Stephen knows how important it is to raise awareness of testicular cancer and he has chosen to share his story in the hope that men will read it and check themselves. He says:

“I used to be one of those men who didn’t talk about my health or anything private, but now I would openly tell any man to check themselves regularly. Even if it’s in the shower, it’s a great way to get used to what’s normal for you and spot any changes as early as possible. For me, the swelling in my testicle and backache were signs that something was wrong, but other men might have different symptoms such as a lump. If there is something wrong, the earlier you catch it, the sooner treatment can start and that can make a huge difference. ”

Talking Balls

In a strange coincidence, just a few doors away Aaron was also embarking on a mission to raise awareness of testicular cancer following his own diagnosis when he was 22. Explaining how the two men discovered the connection, Stephen explained:

“A few months after my surgery I was out walking and met an old friend, Aaron Watson. Aaron happened to say he hadn’t seen me out for a while and asked if I was ok. I’m normally a very private person, but I told Aaron about my diagnosis.  Aaron’s response was ‘I don’t believe it!’ and he went on to tell me that he’d gone through exactly the same experience.  He also talked about the work he has been doing with Friends of the Cancer Centre and its Talking Balls campaign, sharing his story to encourage men to check their testicles.  I am really proud to be involved in the campaign and if by sharing our stories we can encourage even one man to check himself, it will be worth it.”
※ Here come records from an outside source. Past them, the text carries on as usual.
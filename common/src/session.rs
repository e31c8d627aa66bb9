//! Diagnosis session driver
//!
//! One session covers one selected image: predict with bounded retry, then
//! a single suggestions fetch for non-sentinel labels. The backend is a
//! trait so the WASM fetch client and native test doubles plug in equally,
//! and the ingest/analyze/export state transitions live in
//! [`DiagnosisSession`] so they are testable without a browser.

use std::future::Future;
use std::sync::atomic::{AtomicU64, Ordering};
use std::sync::Arc;
use std::time::Duration;

use crate::error::AnalysisError;
use crate::payload::{is_image_mime, strip_data_url};
use crate::report::{build_report, report_filename};
use crate::retry::RetryPolicy;
use crate::types::{
    Prediction, SuggestionResponse, NO_PREDICTION_LABEL, SUGGESTIONS_MISSING,
    SUGGESTIONS_UNAVAILABLE,
};

/// Coarse workflow-phase values for the progress indicator.
pub const PROGRESS_IDLE: u8 = 0;
pub const PROGRESS_REQUEST_SENT: u8 = 25;
pub const PROGRESS_RESPONSE_RECEIVED: u8 = 75;
pub const PROGRESS_COMPLETE: u8 = 100;

/// The two endpoint calls the workflow depends on.
pub trait DiagnosisBackend {
    /// POST the raw base64 payload to /predict.
    fn predict(
        &self,
        image_base64: &str,
    ) -> impl Future<Output = Result<Prediction, AnalysisError>>;

    /// POST a diagnosis label to /suggestions.
    fn suggestions(
        &self,
        diagnosis: &str,
    ) -> impl Future<Output = Result<SuggestionResponse, AnalysisError>>;
}

/// Generation counter invalidating stale in-flight responses.
///
/// Ingesting a new image or starting a new analysis renews the token; a
/// resumed task compares its generation before writing any state, so a
/// late response for a superseded session is discarded.
#[derive(Clone, Debug, Default)]
pub struct SessionToken(Arc<AtomicU64>);

impl SessionToken {
    pub fn new() -> Self {
        Self::default()
    }

    /// Start a new generation, invalidating all earlier ones.
    pub fn renew(&self) -> u64 {
        self.0.fetch_add(1, Ordering::SeqCst) + 1
    }

    pub fn is_current(&self, generation: u64) -> bool {
        self.0.load(Ordering::SeqCst) == generation
    }
}

/// Whether a successful prediction should chain into a suggestions fetch.
/// The sentinel label never does.
pub fn wants_suggestions(label: &str) -> bool {
    !label.eq_ignore_ascii_case(NO_PREDICTION_LABEL)
}

/// Transient state for one analysis session.
///
/// Owns everything the diagnosis screen renders and gates every
/// transition: the busy flag, the one-active-image invariant, the
/// non-image drop filter and the stale-response discard. The UI holds one
/// of these in a signal and forwards events; async tasks report back with
/// the generation they were started under.
#[derive(Clone, Debug, Default)]
pub struct DiagnosisSession {
    file_name: Option<String>,
    preview: Option<String>,
    analyzing: bool,
    progress: u8,
    result: Option<Result<Prediction, AnalysisError>>,
    suggestions: Option<String>,
    suggestions_loading: bool,
    token: SessionToken,
}

impl DiagnosisSession {
    pub fn new() -> Self {
        Self::default()
    }

    pub fn file_name(&self) -> Option<&str> {
        self.file_name.as_deref()
    }

    pub fn preview(&self) -> Option<&str> {
        self.preview.as_deref()
    }

    pub fn is_analyzing(&self) -> bool {
        self.analyzing
    }

    pub fn progress(&self) -> u8 {
        self.progress
    }

    pub fn result(&self) -> Option<&Result<Prediction, AnalysisError>> {
        self.result.as_ref()
    }

    pub fn suggestions(&self) -> Option<&str> {
        self.suggestions.as_deref()
    }

    pub fn suggestions_loading(&self) -> bool {
        self.suggestions_loading
    }

    /// Ingest a file from the picker (unchecked beyond existing). Discards
    /// the previous preview and all downstream state, invalidates in-flight
    /// work and returns the new generation for the preview read.
    pub fn ingest(&mut self, file_name: &str) -> u64 {
        let generation = self.token.renew();
        self.file_name = Some(file_name.to_string());
        self.preview = None;
        self.analyzing = false;
        self.progress = PROGRESS_IDLE;
        self.result = None;
        self.suggestions = None;
        self.suggestions_loading = false;
        generation
    }

    /// Ingest a dropped file. Only image MIME types are accepted; anything
    /// else returns `None` and leaves the session untouched.
    pub fn ingest_drop(&mut self, file_name: &str, mime: &str) -> Option<u64> {
        if !is_image_mime(mime) {
            return None;
        }
        Some(self.ingest(file_name))
    }

    /// Store a finished preview read, unless a newer ingest superseded it.
    pub fn preview_ready(&mut self, generation: u64, data_url: String) -> bool {
        if !self.token.is_current(generation) {
            return false;
        }
        self.preview = Some(data_url);
        true
    }

    /// Start an analysis: returns the preview payload plus the generation
    /// to run under, or `None` (a no-op, no network call) when no image and
    /// preview are loaded or one analysis is already in flight.
    pub fn begin_analysis(&mut self) -> Option<(String, u64)> {
        if self.analyzing || self.file_name.is_none() {
            return None;
        }
        let preview = self.preview.clone()?;
        self.analyzing = true;
        self.progress = PROGRESS_IDLE;
        self.result = None;
        self.suggestions = None;
        self.suggestions_loading = false;
        Some((preview, self.token.renew()))
    }

    /// Record a progress phase for a still-current analysis.
    pub fn record_progress(&mut self, generation: u64, phase: u8) -> bool {
        if !self.token.is_current(generation) {
            return false;
        }
        self.progress = phase;
        true
    }

    /// Record the predict outcome. A stale outcome is discarded. Returns
    /// the label to chain a suggestions fetch for: successful and
    /// non-sentinel only.
    pub fn finish_analysis(
        &mut self,
        generation: u64,
        outcome: Result<Prediction, AnalysisError>,
    ) -> Option<String> {
        if !self.token.is_current(generation) {
            return None;
        }
        self.analyzing = false;
        let chained = match &outcome {
            Ok(prediction) if wants_suggestions(&prediction.label) => {
                self.suggestions_loading = true;
                Some(prediction.label.clone())
            }
            _ => None,
        };
        self.result = Some(outcome);
        chained
    }

    /// Record fetched suggestion text; stale text is discarded.
    pub fn finish_suggestions(&mut self, generation: u64, text: String) -> bool {
        if !self.token.is_current(generation) {
            return false;
        }
        self.suggestions_loading = false;
        self.suggestions = Some(text);
        true
    }

    /// Assemble the report download, or `None` (a no-op) when no
    /// successful result is present.
    pub fn export_report(&self) -> Option<(String, String)> {
        match &self.result {
            Some(Ok(prediction)) => Some((
                report_filename(&prediction.label),
                build_report(prediction, self.suggestions.as_deref()),
            )),
            _ => None,
        }
    }
}

/// Drive the predict call for one analysis invocation.
///
/// Strips the data-URI prefix (an empty payload fails immediately, without
/// touching the network), then runs the call under `policy`. The progress
/// callback sees 25 before the first send, 75 after each received
/// response (a transport failure produced none, so it stays put), and 100
/// on success. The error of the final attempt is returned as-is.
pub async fn run_prediction<B, Sl, SlFut, P>(
    backend: &B,
    policy: &RetryPolicy,
    preview_data_url: &str,
    sleep: Sl,
    progress: P,
) -> Result<Prediction, AnalysisError>
where
    B: DiagnosisBackend,
    Sl: Fn(Duration) -> SlFut,
    SlFut: Future<Output = ()>,
    P: Fn(u8),
{
    progress(PROGRESS_REQUEST_SENT);
    let progress_ref = &progress;
    let outcome = policy
        .run(
            |_attempt| {
                let payload = strip_data_url(preview_data_url);
                async move {
                    let payload = payload?;
                    let result = backend.predict(payload).await;
                    if !matches!(result, Err(AnalysisError::Connection)) {
                        progress_ref(PROGRESS_RESPONSE_RECEIVED);
                    }
                    result
                }
            },
            sleep,
        )
        .await;

    if outcome.is_ok() {
        progress(PROGRESS_COMPLETE);
    }
    outcome
}

/// Fetch advisory text for a completed diagnosis. One shot, never retried,
/// and never fatal: every failure collapses into a fixed fallback string so
/// the prediction stays on screen regardless.
pub async fn fetch_suggestions<B: DiagnosisBackend>(backend: &B, diagnosis: &str) -> String {
    match backend.suggestions(diagnosis).await {
        Ok(response) => match response.suggestions {
            Some(text) if !text.trim().is_empty() => text,
            _ => SUGGESTIONS_MISSING.to_string(),
        },
        Err(_) => SUGGESTIONS_UNAVAILABLE.to_string(),
    }
}
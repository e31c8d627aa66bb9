//! HTTP client for the prediction backend
//!
//! Implements [`DiagnosisBackend`] over the browser fetch API. A rejected
//! fetch (host unreachable) maps to `Connection`; a non-2xx status maps
//! through `AnalysisError::from_status`; a 2xx body that fails to decode
//! maps to `Malformed`.

use leptos::logging;
use serde::de::DeserializeOwned;
use serde::Serialize;
use wasm_bindgen::prelude::*;
use wasm_bindgen_futures::JsFuture;
use web_sys::{Request, RequestInit, RequestMode, Response};

use neuroscan_common::{
    AnalysisError, BackendConfig, DiagnosisBackend, PredictRequest, PredictResponse, Prediction,
    SuggestionRequest, SuggestionResponse,
};

/// Backend base URL, overridable at build time:
/// `NEUROSCAN_BACKEND_URL=https://... trunk build`
pub fn backend_config() -> BackendConfig {
    match option_env!("NEUROSCAN_BACKEND_URL") {
        Some(url) if !url.is_empty() => BackendConfig::new(url),
        _ => BackendConfig::default(),
    }
}

#[derive(Clone)]
pub struct HttpBackend {
    config: BackendConfig,
}

impl HttpBackend {
    pub fn new(config: BackendConfig) -> Self {
        Self { config }
    }

    /// POST a JSON body and decode a JSON response.
    async fn post_json<B, T>(&self, url: &str, body: &B) -> Result<T, AnalysisError>
    where
        B: Serialize,
        T: DeserializeOwned,
    {
        let body = serde_json::to_string(body)
            .map_err(|e| AnalysisError::Malformed(e.to_string()))?;

        let opts = RequestInit::new();
        opts.set_method("POST");
        opts.set_mode(RequestMode::Cors);
        opts.set_body(&JsValue::from_str(&body));

        let request = Request::new_with_str_and_init(url, &opts)
            .map_err(|_| AnalysisError::Connection)?;
        request
            .headers()
            .set("Content-Type", "application/json")
            .map_err(|_| AnalysisError::Connection)?;
        request
            .headers()
            .set("Accept", "application/json")
            .map_err(|_| AnalysisError::Connection)?;

        let window = web_sys::window().expect("no window");
        // fetch rejects only when the endpoint is unreachable
        let resp_value = JsFuture::from(window.fetch_with_request(&request))
            .await
            .map_err(|_| AnalysisError::Connection)?;
        let resp: Response = resp_value
            .dyn_into()
            .map_err(|_| AnalysisError::Connection)?;

        if !resp.ok() {
            return Err(AnalysisError::from_status(resp.status()));
        }

        let json = JsFuture::from(
            resp.json()
                .map_err(|_| AnalysisError::Malformed("unreadable body".to_string()))?,
        )
        .await
        .map_err(|_| AnalysisError::Malformed("unreadable body".to_string()))?;

        serde_wasm_bindgen::from_value(json).map_err(|e| AnalysisError::Malformed(e.to_string()))
    }
}

impl DiagnosisBackend for HttpBackend {
    async fn predict(&self, image_base64: &str) -> Result<Prediction, AnalysisError> {
        let request = PredictRequest {
            image: image_base64.to_string(),
        };
        let result: Result<PredictResponse, _> =
            self.post_json(&self.config.predict_url(), &request).await;
        match result {
            Ok(response) => Ok(response.into()),
            Err(err) => {
                logging::error!("predict attempt failed: {err}");
                Err(err)
            }
        }
    }

    async fn suggestions(&self, diagnosis: &str) -> Result<SuggestionResponse, AnalysisError> {
        let request = SuggestionRequest {
            diagnosis: diagnosis.to_string(),
        };
        self.post_json(&self.config.suggestions_url(), &request)
            .await
            .inspect_err(|err| logging::error!("suggestions fetch failed: {err}"))
    }
}

#[cfg(test)]
mod tests {
    use super::*;

    // =============================================
    // Request serialization
    // =============================================

    #[test]
    fn test_predict_body_shape() {
        let request = PredictRequest {
            image: "/9j/4AAQ".to_string(),
        };
        let json = serde_json::to_string(&request).expect("serialize failed");
        assert_eq!(json, r#"{"image":"/9j/4AAQ"}"#);
    }

    #[test]
    fn test_suggestions_body_shape() {
        let request = SuggestionRequest {
            diagnosis: "Glioma".to_string(),
        };
        let json = serde_json::to_string(&request).expect("serialize failed");
        assert_eq!(json, r#"{"diagnosis":"Glioma"}"#);
    }

    // =============================================
    // Endpoint resolution
    // =============================================

    #[test]
    fn test_default_endpoints() {
        let backend = HttpBackend::new(BackendConfig::default());
        assert_eq!(backend.config.predict_url(), "http://localhost:5000/predict");
        assert_eq!(
            backend.config.suggestions_url(),
            "http://localhost:5000/suggestions"
        );
    }
}
//! Backend API client

pub mod backend;
//! UI components

pub mod appointments;
pub mod dashboard;
pub mod diagnosis;
pub mod home;
pub mod medical_history;
pub mod navbar;
pub mod progress_bar;
pub mod results_panel;
pub mod upload_area;
//! Landing page component

use leptos::prelude::*;

use crate::app::Page;

struct Feature {
    icon: &'static str,
    title: &'static str,
    description: &'static str,
}

const FEATURES: [Feature; 3] = [
    Feature {
        icon: "📈",
        title: "AI-Powered Analysis",
        description: "Upload brain MRI scans for instant AI analysis",
    },
    Feature {
        icon: "👥",
        title: "Expert Consultation",
        description: "Connect with specialized neurologists",
    },
    Feature {
        icon: "🛡",
        title: "Comprehensive Care",
        description: "Track your medical history",
    },
];

#[component]
pub fn HomePage(set_page: WriteSignal<Page>) -> impl IntoView {
    view! {
        <div class="home">
            <div class="hero">
                <div class="hero-icon">"🧠"</div>
                <h1>"NeuroScan AI Diagnostics"</h1>
                <p class="hero-subtitle">
                    "Advanced brain MRI analysis powered by artificial intelligence"
                </p>
                <div class="hero-actions">
                    <button
                        class="btn btn-primary"
                        on:click=move |_| set_page.set(Page::Diagnosis)
                    >
                        "Start Diagnosis →"
                    </button>
                    <button
                        class="btn btn-secondary"
                        on:click=move |_| set_page.set(Page::Appointments)
                    >
                        "Book Appointment"
                    </button>
                </div>
            </div>

            <div class="feature-grid">
                {FEATURES
                    .iter()
                    .map(|feature| {
                        view! {
                            <div class="feature-card">
                                <div class="feature-icon">{feature.icon}</div>
                                <h3>{feature.title}</h3>
                                <p class="text-muted">{feature.description}</p>
                            </div>
                        }
                    })
                    .collect_view()}
            </div>
        </div>
    }
}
Highlighting the importance of raising awareness of testicular cancer, Aaron Watson said:

“I’m so thankful that I bumped into Stephen that evening and that he chose to tell me about his diagnosis, as it was an opportunity for me to share my experience and show him that he’s not alone.  Testicular cancer is a subject that many people are uncomfortable talking about, but it’s so important that we have this conversation.  Testicular cancer is very treatable when caught early and it has high survival rates, but they key is early diagnosis.    That’s why it’s so important that we encourage men to check themselves, so they can identify any changes as soon as possible.  I am incredibly proud to be an ambassador for Friends of the Cancer Centre’s Talking Balls campaign and by sharing my story, and Stephen sharing his, I know we will make a difference to someone out there and hopefully save a life.”